You can see the failsafe driver.

https://git.dpdk.org/dpdk/tree/drivers/net/failsafe?h=v19.11

 

Generally, it gets 2 devices.

Once the primary device gets the RMV event it closes it and switch the control to a secondary device.

Meanwhile the drive periodically checks if the primary device is back in the bus and if so, it probe the device again and reconfigure it to be able to switch the control back to the primary device.

 

Thanks,

Matan

 

 

From: jinag <15720603159@163.com>
Sent: Monday, 14 August 2023 13:06
To: Matan Azrad <matan@nvidia.com>
Cc: users@dpdk.org; Shahaf Shuler <shahafs@nvidia.com>; Slava Ovsiienko <viacheslavo@nvidia.com>
Subject: Re:RE: Does the mlx5 NIC support reloading

 

External email: Use caution opening links or attachments

 

Hi Matan:

Could you please provide me a example?

Thanks a lot

 

At 2023-08-14 14:41:22, "Matan Azrad" <matan@nvidia.com> wrote:

Hi Jinag

 

After plugging out the device from the bus, you need to get the event RTE_ETH_EVENT_INTR_RMV.

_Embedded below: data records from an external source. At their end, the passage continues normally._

use crate::error::PacklistError;
use crate::extraction::{PageContent, PdfExtractor};
use std::io::Write;
use std::process::Command;

/// PDF extraction backend using pdftotext (from poppler-utils).
///
/// Uses `pdftotext -layout` to preserve whitespace alignment of tables.
/// Yields page text only; grid detection is left to other backends.
pub struct PdftotextExtractor;

impl PdftotextExtractor {
    pub fn new() -> Self {
        PdftotextExtractor
    }

    /// Check if pdftotext is available on the system.
    pub fn is_available() -> bool {
        Command::new("pdftotext")
            .arg("-v")
            .output()
            .map(|o| o.status.success() || !o.stderr.is_empty())
            .unwrap_or(false)
    }
}

impl Default for PdftotextExtractor {
    fn default() -> Self {
        Self::new()
    }
}

impl PdfExtractor for PdftotextExtractor {
    fn extract_pages(&self, pdf_bytes: &[u8]) -> Result<Vec<PageContent>, PacklistError> {
        // Write PDF bytes to a temp file
        let mut tmpfile =
            tempfile::NamedTempFile::new().map_err(|e| PacklistError::Extraction(e.to_string()))?;
        tmpfile
            .write_all(pdf_bytes)
            .map_err(|e| PacklistError::Extraction(e.to_string()))?;

        // Run pdftotext -layout for table-friendly text extraction.
        let output = Command::new("pdftotext")
            .arg("-layout")
            .arg(tmpfile.path())
            .arg("-") // output to stdout
            .output()
            .map_err(|e| {
                if e.kind() == std::io::ErrorKind::NotFound {
                    PacklistError::PdftotextNotFound
                } else {
                    PacklistError::Extraction(format!("pdftotext failed: {}", e))
                }
            })?;

        if !output.status.success() {
            let code = output.status.code().unwrap_or(-1);
            let stderr = String::from_utf8_lossy(&output.stderr).to_string();
            return Err(PacklistError::PdftotextFailed { code, stderr });
        }

        let text = String::from_utf8_lossy(&output.stdout);

        // Split into pages (pdftotext uses form feed \x0c as page separator)
        let pages: Vec<PageContent> = text
            .split('\x0c')
            .enumerate()
            .map(|(i, page_text)| PageContent {
                page_number: i + 1,
                text: page_text.to_string(),
                tables: Vec::new(),
            })
            .filter(|p| !p.text.trim().is_empty() || p.page_number == 1)
            .collect();

        Ok(pages)
    }

    fn backend_name(&self) -> &str {
        "pdftotext"
    }
}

You need to listen to this event and close the port when you see it.

 

After plugging in the device, you need to scan the bus again and attach the mlx5 device, so it will be probed again and a new ethdev port will be created.

 

Then, you need to reconfigure the port, as regular, and reuse the device.

 

Thanks,

Matan

 

From: jinag <15720603159@163.com>
Sent: Monday, 14 August 2023 6:07
To: users@dpdk.org; Matan Azrad <matan@nvidia.com>; Shahaf Shuler <shahafs@nvidia.com>; Slava Ovsiienko <viacheslavo@nvidia.com>
Subject: Does the mlx5 NIC support reloading

 

External email: Use caution opening links or attachments

 

Hi 

I am verifying the reload function of the mlx5 nic based on dpdk 19.11:

echo 1 > /sys/bus/pci/devices/$pci_address/remove

echo 1 > /sys/bus/pci/rescan

rte_bus_probe();  

rte_eth_dev_stop(); 

rte_eth_dev_start(); 

    net_mlx5: port 0 TX queue 0 CQ creation failure

    net_mlx5: port 0 TX queue allocation failed: cannot allocate memory

The nic cannot be reinitialized.

 

I am not sure if the above operation is correct. Could you please tell me if the mlx5 nic supports reloading(for example, the network card is down during normal  operation) and which dpdk functions need to be called.

 

Thanks!